ROCHESTER, MI — The chance of ending up hospitalized with COVID-19 is exceptionally low for people who have immunity, either through vaccination or prior infection, according to a new study.
In fact, the report in Clinical Infectious Diseases points out that fewer than 1 in 1,000 people who have been vaccinated or previously infected with COVID-19 were hospitalized with a new breakthrough infection.
"In the general primary care patient population, those who have been vaccinated have very low risk of subsequent hospitalization for breakthrough COVID-19," explained lead author Benjamin Pollock, PhD., a researcher in the Mayo Clinic Robert D. and Patricia E. Kern Center for the Science of Health Care Delivery. "Our study shows that while it can and does happen, that these occurrences are extremely uncommon."
Researchers used a longitudinal study of 106,349 adult primary care patients at Mayo Clinic in Rochester who tested positive for COVID-19, and/or were vaccinated for COVID-19. They determined that only 69 of those patients were hospitalized with a breakthrough COVID-19 infection.
Specifically, the hospitalization rate was:
- 0.06%, or 6 in 10,000 for vaccinated patients.
- 0.03%, or 3 in 10,000, in previously infected but unvaccinated people.
- 0.01%, or 1 in 10,000, among those who were both vaccinated and infected previously.
"We found these results to be in line with previous studies, although the interpretation shouldn't necessarily be that natural immunity provides the same protection as vaccination,” Pollock advised. “Rather, this study found that among our primary care population, both natural immunity and vaccine immunity appeared to lead to very low rates of breakthrough hospitalizations."
The study specifically focused on breakthrough cases that resulted in hospitalization and did not include information on immunity after infection and vaccination rates among mild or asymptomatic breakthrough cases.
"We know that vaccination remains the safest route to protection from COVID-19 infection and severe disease," added co-author Aaron Tande, MD, a Mayo Clinic infectious diseases physician. "I explain to my patients that a COVID-19 vaccine provides additional protection, even if they have been previously infected.

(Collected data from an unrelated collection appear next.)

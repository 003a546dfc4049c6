use std::sync::Arc;

use crate::config::ServerConfig;
use crate::notifications::WebhookNotifier;

/// Shared application state available to all Axum handlers via `State<AppState>`.
///
/// This is cheaply cloneable (inner data is behind `Arc`).
#[derive(Clone)]
pub struct AppState {
    /// Database connection pool.
    pub pool: agriops_db::DbPool,
    /// Server configuration (accessed by middleware and handlers).
    pub config: Arc<ServerConfig>,
    /// Outbound webhook notifier; handlers dispatch to it via `tokio::spawn`.
    pub notifier: Arc<WebhookNotifier>,
}
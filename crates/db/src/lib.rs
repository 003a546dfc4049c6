//! Persistence layer for the AgriOps backend.
//!
//! Exposes pool construction, migrations, `FromRow` models and per-table
//! repositories over PostgreSQL.

pub mod models;
pub mod repositories;

use sqlx::postgres::PgPoolOptions;
use sqlx::PgPool;

/// Shared connection pool type used throughout the workspace.
pub type DbPool = PgPool;

/// Create a connection pool for the given database URL.
pub async fn create_pool(database_url: &str) -> Result<DbPool, sqlx::Error> {
    PgPoolOptions::new()
        .max_connections(10)
        .connect(database_url)
        .await
}

/// Verify the database is reachable with a trivial query.
pub async fn health_check(pool: &DbPool) -> Result<(), sqlx::Error> {
    sqlx::query_scalar::<_, i32>("SELECT 1")
        .fetch_one(pool)
        .await?;
    Ok(())
}

/// Apply any pending migrations from `crates/db/migrations`.
pub async fn run_migrations(pool: &DbPool) -> Result<(), sqlx::migrate::MigrateError> {
    sqlx::migrate!("./migrations").run(pool).await
}
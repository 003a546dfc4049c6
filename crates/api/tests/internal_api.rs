//! Internal reporting surface tests: shared-token auth and summary counts.

mod common;

use axum::body::Body;
use axum::http::{Request, StatusCode};
use sqlx::PgPool;
use tower::ServiceExt;

use agriops_core::roles::ROLE_WORKER;
use agriops_db::models::field::CreateField;
use agriops_db::models::incident::CreateIncident;
use agriops_db::models::task::CreateTask;
use agriops_db::repositories::{FieldRepo, IncidentRepo, IrrigationLogRepo, TaskRepo};

use common::{
    body_json, build_test_app, build_test_app_with_config, create_test_user, test_config,
    TEST_INTERNAL_TOKEN,
};

async fn get_summary(pool: &PgPool, token: Option<&str>) -> axum::response::Response {
    let mut builder = Request::builder().method("GET").uri("/internal/daily-summary");
    if let Some(token) = token {
        builder = builder.header("x-internal-token", token);
    }
    build_test_app(pool.clone())
        .oneshot(builder.body(Body::empty()).unwrap())
        .await
        .unwrap()
}

#[sqlx::test(migrations = "../db/migrations")]
async fn summary_requires_the_shared_token(pool: PgPool) {
    let missing = get_summary(&pool, None).await;
    assert_eq!(missing.status(), StatusCode::UNAUTHORIZED);

    let wrong = get_summary(&pool, Some("not-the-token")).await;
    assert_eq!(wrong.status(), StatusCode::UNAUTHORIZED);
}

#[sqlx::test(migrations = "../db/migrations")]
async fn unset_token_disables_the_route_entirely(pool: PgPool) {
    let mut config = test_config();
    config.internal_api_token = None;
    let app = build_test_app_with_config(pool.clone(), config);

    let response = app
        .oneshot(
            Request::builder()
                .method("GET")
                .uri("/internal/daily-summary")
                .header("x-internal-token", TEST_INTERNAL_TOKEN)
                .body(Body::empty())
                .unwrap(),
        )
        .await
        .unwrap();
    assert_eq!(response.status(), StatusCode::UNAUTHORIZED);
}

#[sqlx::test(migrations = "../db/migrations")]
async fn summary_counts_incidents_tasks_and_critical_fields(pool: PgPool) {
    let (worker, _) = create_test_user(&pool, "worker@farm.test", ROLE_WORKER).await;
    let field = FieldRepo::create(
        &pool,
        &CreateField {
            name: "North Block".to_string(),
            crop_type: "sugarcane".to_string(),
            warning_threshold: None,
            critical_threshold: None,
        },
    )
    .await
    .unwrap();

    let open = IncidentRepo::create(
        &pool,
        worker.id,
        &CreateIncident {
            field_id: field.id,
            incident_type: "CROP_DISEASE".to_string(),
            severity: "LOW".to_string(),
            description: "Spots".to_string(),
        },
    )
    .await
    .unwrap();
    let resolved = IncidentRepo::create(
        &pool,
        worker.id,
        &CreateIncident {
            field_id: field.id,
            incident_type: "EQUIPMENT_FAILURE".to_string(),
            severity: "LOW".to_string(),
            description: "Fixed already".to_string(),
        },
    )
    .await
    .unwrap();
    IncidentRepo::update_status(&pool, resolved.id, "RESOLVED")
        .await
        .unwrap();
    assert_eq!(open.status, "OPEN");

    TaskRepo::create(
        &pool,
        &CreateTask {
            field_id: field.id,
            incident_id: None,
            title: "Irrigate".to_string(),
            description: "Now".to_string(),
            priority: Some("CRITICAL".to_string()),
        },
    )
    .await
    .unwrap();

    // One reading at the critical threshold marks the field critical.
    IrrigationLogRepo::create(&pool, field.id, 15.0, worker.id)
        .await
        .unwrap();

    let response = get_summary(&pool, Some(TEST_INTERNAL_TOKEN)).await;
    assert_eq!(response.status(), StatusCode::OK);
    let body = body_json(response).await;
    assert_eq!(body["data"]["total_incidents"], 2);
    assert_eq!(body["data"]["open_incidents"], 1);
    assert_eq!(body["data"]["pending_tasks"], 1);
    assert_eq!(body["data"]["critical_fields"], 1);
}

#[sqlx::test(migrations = "../db/migrations")]
async fn empty_database_yields_zero_counts(pool: PgPool) {
    let response = get_summary(&pool, Some(TEST_INTERNAL_TOKEN)).await;
    assert_eq!(response.status(), StatusCode::OK);
    let body = body_json(response).await;
    assert_eq!(body["data"]["total_incidents"], 0);
    assert_eq!(body["data"]["open_incidents"], 0);
    assert_eq!(body["data"]["pending_tasks"], 0);
    assert_eq!(body["data"]["critical_fields"], 0);
}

For those who have not been infected, vaccination remains the safest and most reliable route of protection."
Tande emphasized, "Because it's impossible to tell in advance how severe a first infection may be, or who among vulnerable populations the virus may spread to, waiting for natural immunity is a gamble and not a safe alternative.”
The authors point out that “large, real-world observational studies are still needed to determine the comparative effectiveness of natural immunity versus vaccination in preventing COVID-19 hospitalization. While breakthrough infections are increasingly reported, infections that result in hospitalization are rare in those with either type of immunity. Primary care physicians should continue to promote COVID-19 vaccination as an evidence-based method of limiting the risks of future COVID-19 hospitalization.”